With embargoes lifted and reviews rolling in for Dragon’s Dogma 2, I’m willing to say it: after more than a decade since the original game’s release, Dragon’s Dogma sickos are finally vindicated. We’re poised to enter an era where we’re regularly regaled by our friends’ tales of their Arisen’s latest, delightfully-sidetracked quests alongside a gang of misfit pawns. Even if Dragon’s Dogma 2 follows its predecessor as a cult classic, it looks like it’ll be a much bigger cult.
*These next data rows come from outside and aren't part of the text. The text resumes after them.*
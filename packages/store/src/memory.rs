//! In-memory implementation of the store traits.
//!
//! All state is lost on restart.

use async_trait::async_trait;
use tokio::sync::RwLock;

use revassign_review_models::{AssignmentStat, PullRequest, PullRequestShort, Team, User};

use crate::{Directory, PullRequestStore, StoreError, StoreSnapshot};

/// Teams, users and pull requests held behind a single `RwLock`.
#[derive(Debug, Default)]
pub struct InMemoryStore {
    data: RwLock<StoreSnapshot>,
}

impl InMemoryStore {
    #[must_use]
    pub fn new() -> Self {
        Self::default()
    }
}

#[async_trait]
impl Directory for InMemoryStore {
    async fn add_team(&self, team: Team) -> Result<(), StoreError> {
        self.data.write().await.add_team(team)
    }

    async fn get_team(&self, team_name: &str) -> Result<Team, StoreError> {
        self.data.read().await.get_team(team_name)
    }

    async fn get_user(&self, user_id: &str) -> Result<User, StoreError> {
        self.data.read().await.get_user(user_id)
    }

    async fn get_users_by_team(&self, team_name: &str) -> Result<Vec<User>, StoreError> {
        Ok(self.data.read().await.get_users_by_team(team_name))
    }

    async fn set_user_active(&self, user_id: &str, is_active: bool) -> Result<User, StoreError> {
        self.data.write().await.set_user_active(user_id, is_active)
    }

    async fn deactivate_team(&self, team_name: &str) -> Result<Vec<String>, StoreError> {
        self.data.write().await.deactivate_team(team_name)
    }
}

#[async_trait]
impl PullRequestStore for InMemoryStore {
    async fn get_pr(&self, pull_request_id: &str) -> Result<PullRequest, StoreError> {
        self.data.read().await.get_pr(pull_request_id)
    }

    async fn create_pr(&self, pr: &PullRequest) -> Result<(), StoreError> {
        self.data.write().await.create_pr(pr)
    }

    async fn replace_pr(&self, pr: &PullRequest) -> Result<(), StoreError> {
        self.data.write().await.replace_pr(pr)
    }

    async fn get_prs_by_reviewer(
        &self,
        user_id: &str,
    ) -> Result<Vec<PullRequestShort>, StoreError> {
        Ok(self.data.read().await.get_prs_by_reviewer(user_id))
    }

    async fn assignment_stats(&self) -> Result<Vec<AssignmentStat>, StoreError> {
        Ok(self.data.read().await.assignment_stats())
    }
}

#[cfg(test)]
mod tests {
    use super::*;
    use chrono::Utc;
    use revassign_review_models::{PrStatus, TeamMember};

    async fn seeded() -> InMemoryStore {
        let store = InMemoryStore::new();
        store
            .add_team(Team {
                team_name: "core".to_string(),
                members: vec![
                    TeamMember {
                        user_id: "a".to_string(),
                        username: "alice".to_string(),
                        is_active: true,
                    },
                    TeamMember {
                        user_id: "b".to_string(),
                        username: "bob".to_string(),
                        is_active: true,
                    },
                ],
            })
            .await
            .unwrap();
        store
    }

    #[test_log::test(tokio::test)]
    async fn test_get_team_and_users() {
        let store = seeded().await;

        let team = store.get_team("core").await.unwrap();
        assert_eq!(team.members.len(), 2);

        let users = store.get_users_by_team("core").await.unwrap();
        assert!(users.iter().all(|u| u.team_name == "core"));

        assert!(store.get_users_by_team("nope").await.unwrap().is_empty());
        assert!(store.get_team("nope").await.unwrap_err().is_not_found());
    }

    #[test_log::test(tokio::test)]
    async fn test_set_user_active_unknown_user() {
        let store = seeded().await;

        let err = store.set_user_active("zed", false).await.unwrap_err();

        assert!(matches!(err, StoreError::UserNotFound(id) if id == "zed"));
    }

    #[test_log::test(tokio::test)]
    async fn test_open_prs_by_reviewer_skips_merged() {
        let store = seeded().await;
        let mut open = PullRequest::open(
            "p1".to_string(),
            "one".to_string(),
            "a".to_string(),
            vec!["b".to_string()],
            Utc::now(),
        );
        store.create_pr(&open).await.unwrap();

        open.pull_request_id = "p2".to_string();
        open.merge(Utc::now());
        store.create_pr(&open).await.unwrap();

        let all = store.get_prs_by_reviewer("b").await.unwrap();
        assert_eq!(all.len(), 2);

        let open_only = store.get_open_prs_by_reviewer("b").await.unwrap();
        assert_eq!(open_only.len(), 1);
        assert_eq!(open_only[0].pull_request_id, "p1");
        assert_eq!(open_only[0].status, PrStatus::Open);
    }

    #[test_log::test(tokio::test)]
    async fn test_create_pr_twice_conflicts() {
        let store = seeded().await;
        let pr = PullRequest::open(
            "p1".to_string(),
            "one".to_string(),
            "a".to_string(),
            vec![],
            Utc::now(),
        );

        store.create_pr(&pr).await.unwrap();
        let err = store.create_pr(&pr).await.unwrap_err();

        assert!(err.is_already_exists());
    }
}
After shotgunning a healthy hundred hours of adventure alongside his hand-sculpted goblin sidekick, Fraser Brown leads our own Dragon’s Dogma 2 review with a bold declaration: “I guarantee this is a game that will be talked about for a long time.” Well, critics are already getting a strong start on the talking. Currently sitting with an admirable 87 on Metacritic, Dragon’s Dogma 2 looks fit to follow Baldur’s Gate 3 as a landmark fantasy RPG—assuming you can stomach some eminent jankiness.
“No other game in recent memory has inspired the same feeling of captivation and wonder”
Eurogamer: 5/5
I mentioned Dragon’s Dogma sickos above, and Lewis Parker at Eurogamer seems to be a sicko among sickos, writing that, after an introductory binge of Dragon’s Dogma 2, “I realised attempting to be unbiased may no longer be possible, because Dragon’s Dogma 2 isn’t bothered about appeasing those who had issues with the original game.”
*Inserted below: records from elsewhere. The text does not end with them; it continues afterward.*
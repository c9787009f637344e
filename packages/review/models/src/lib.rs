#![cfg_attr(feature = "fail-on-warnings", deny(warnings))]
#![warn(clippy::all, clippy::pedantic, clippy::nursery, clippy::cargo)]
#![allow(clippy::multiple_crate_versions)]

//! Domain models for `Revassign`.
//!
//! Teams own users, users author and review pull requests.

pub mod cascade;
pub mod pr;
pub mod stats;
pub mod team;

pub use cascade::{CascadeFailure, CascadeReport, ErrorCode, Reassignment};
pub use pr::{MAX_REVIEWERS, PrStatus, PullRequest, PullRequestShort};
pub use stats::AssignmentStat;
pub use team::{Team, TeamMember, User};
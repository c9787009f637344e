#![cfg_attr(feature = "fail-on-warnings", deny(warnings))]
#![warn(clippy::all, clippy::pedantic, clippy::nursery, clippy::cargo)]
#![allow(clippy::multiple_crate_versions, clippy::cargo_common_metadata)]

//! HTTP boundary of `Revassign`.

pub mod error;
pub mod handlers;
pub mod state;

use std::path::PathBuf;

use actix_web::{App, HttpServer, middleware, web};
use state::AppState;
use tokio::task::JoinHandle;

pub use revassign_server_models as models;

#[derive(Debug, Clone)]
pub struct ServerConfig {
    pub host: String,
    pub port: u16,
    /// Persist state to this JSON file. `None` keeps everything in memory.
    pub state_file: Option<PathBuf>,
}

impl Default for ServerConfig {
    fn default() -> Self {
        Self {
            host: "0.0.0.0".to_string(),
            port: 8080,
            state_file: None,
        }
    }
}

impl ServerConfig {
    #[must_use]
    pub const fn new(host: String, port: u16) -> Self {
        Self {
            host,
            port,
            state_file: None,
        }
    }

    #[must_use]
    pub const fn with_port(mut self, port: u16) -> Self {
        self.port = port;
        self
    }

    #[must_use]
    pub fn with_host(mut self, host: String) -> Self {
        self.host = host;
        self
    }

    #[must_use]
    pub fn with_state_file(mut self, state_file: Option<PathBuf>) -> Self {
        self.state_file = state_file;
        self
    }
}

/// # Errors
///
/// Returns an error if the state file cannot be loaded or the server fails
/// to bind or run
pub async fn run_server(config: ServerConfig) -> std::io::Result<()> {
    let RunServerResponse { join_handle, .. } = run_server_with_handle(&config).await?;

    join_handle.await?
}

pub struct RunServerResponse {
    pub handle: actix_web::dev::ServerHandle,
    pub addrs: Vec<std::net::SocketAddr>,
    pub join_handle: JoinHandle<Result<(), std::io::Error>>,
}

/// # Errors
///
/// Returns an error if the state file cannot be loaded or the server fails
/// to bind
pub async fn run_server_with_handle(config: &ServerConfig) -> std::io::Result<RunServerResponse> {
    let state = AppState::from_config(config)
        .await
        .map_err(std::io::Error::other)?;

    serve(config, state)
}

/// Start serving an already built state.
///
/// # Errors
///
/// Returns an error if the server fails to bind
pub fn serve(config: &ServerConfig, state: AppState) -> std::io::Result<RunServerResponse> {
    log::info!("Starting revassign server on {}:{}", config.host, config.port);

    let state = web::Data::new(state);

    let server = HttpServer::new(move || {
        App::new()
            .app_data(state.clone())
            .app_data(web::JsonConfig::default().error_handler(error::json_error))
            .app_data(web::QueryConfig::default().error_handler(error::query_error))
            .wrap(middleware::Logger::default())
            .configure(handlers::routes)
            .route("/health", web::get().to(|| async { "OK" }))
            .default_service(web::to(error::unknown_route))
    })
    .bind((config.host.as_str(), config.port))?;

    let addrs = server.addrs();
    let server = server.run();
    let handle = server.handle();

    let join_handle = tokio::spawn(server);

    Ok(RunServerResponse {
        handle,
        addrs,
        join_handle,
    })
}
Encapsulating the emergent magic on offer, Parker includes a retelling of a prolonged saga that began with escorting a merchant, who was fatally bludgeoned moments later by an ogre, who was then killed a griffin, which was in turn killed by a speeding oxcart (that also collided with Parker and company), whose driver would then go on to give their life in a battle after ferrying Parker to the nearest village which, by coincidence, was in the midst of a dragon attack. Excellent. No notes.
“A living, breathing place that will march on valiantly whether you find what you’re looking for or not”
IGN: 8/10
IGN’s Jarrett Green points to Dragon’s Dogma 2’s “second-to-none action design and vague but robust and alluring world” as its greatest strengths, but those strengths come with “high levels of janky; all of its systems seem precariously fitted together, with the fragility of a well-pruned Jenga tower.”
Ultimately, it seems like rising above the brutality that Dragon’s Dogma 2 throws at you is rewarding enough to outweigh technical stumbles or mechanical clunkiness, as Green writes that “there’s an action-RPG here that’s richly rewarding and incomparable to its contemporaries if you can be patient with its quirks and open to embracing its hands-off open-world.”
“A standout game and a worthy successor”
Game Informer: 9/10
Echoing Eurogamer and IGN, Jesse Vitelli at Game Informer writes that Dragon’s Dogma 2 “constantly finds big and small ways to surprise me even 50 hours in. At its core, Dragon’s Dogma 2 captures a sense of adventure.”
Vitelli relishes the preparation and experimentation necessary to thrive outside the safety of Dragon’s Dogma 2’s walled settlements, saying “it’s a risk I happily took and one that always felt like the reward was high enough, even if my party died trying.”
(Image credit: Capcom)
“An engine to create dynamic moments during every adventure”
Digital Trends: 3.5/5
With one of the more critical reviews in the mix, Tomas Franzese calls Dragon’s Dogma 2 “an expansive and brutal open-world RPG,” praising the potential for shareable stories in its exploration and breadth of combat options. But he doesn’t shy away from underlining the frustrations in its unforgiving save system and performance dips.
Comparing it to Baldur’s Gate 3 and The Legend of Zelda: Tears of the Kingdom, he writes that Dragon’s Dogma 2 “gets close to rivaling those titles” when it’s not suffering from “issues that occasionally make it more jank than genuinely enjoyable.” Franzese’s overall assessment: “When all the different dynamic aspects of Dragon’s Dogma 2 harmonize, though, it’s beautiful.”
“A game unburdened by any influence save that of its own predecessor”
Kotaku: Unscored
Cole Kronman pens a review that’s enraptured by Dragon’s Dogma 2 as a game that’s its own Platonic ideal and fulfillment thereof, writing: “My impression coming away from Dragon’s Dogma 2 is that, throughout the past decade of seismic triple-A releases, Itsuno has been holed up in an underground bunker somewhere, scrupulously taking notes–not on his contemporaries, but on Dragon’s Dogma.”
Before celebrating its open world’s willingness to resist and repel your heroism, Kronman delights in the thematic tension between the player Arisen and their troupe of pawns, saying “the game’s drama is derived from its decrypting of these roles, and of the hierarchies of power—both political and cosmic—separating them.” Also worth noting: Kronman’s pawn is named Skroat. Pretty good.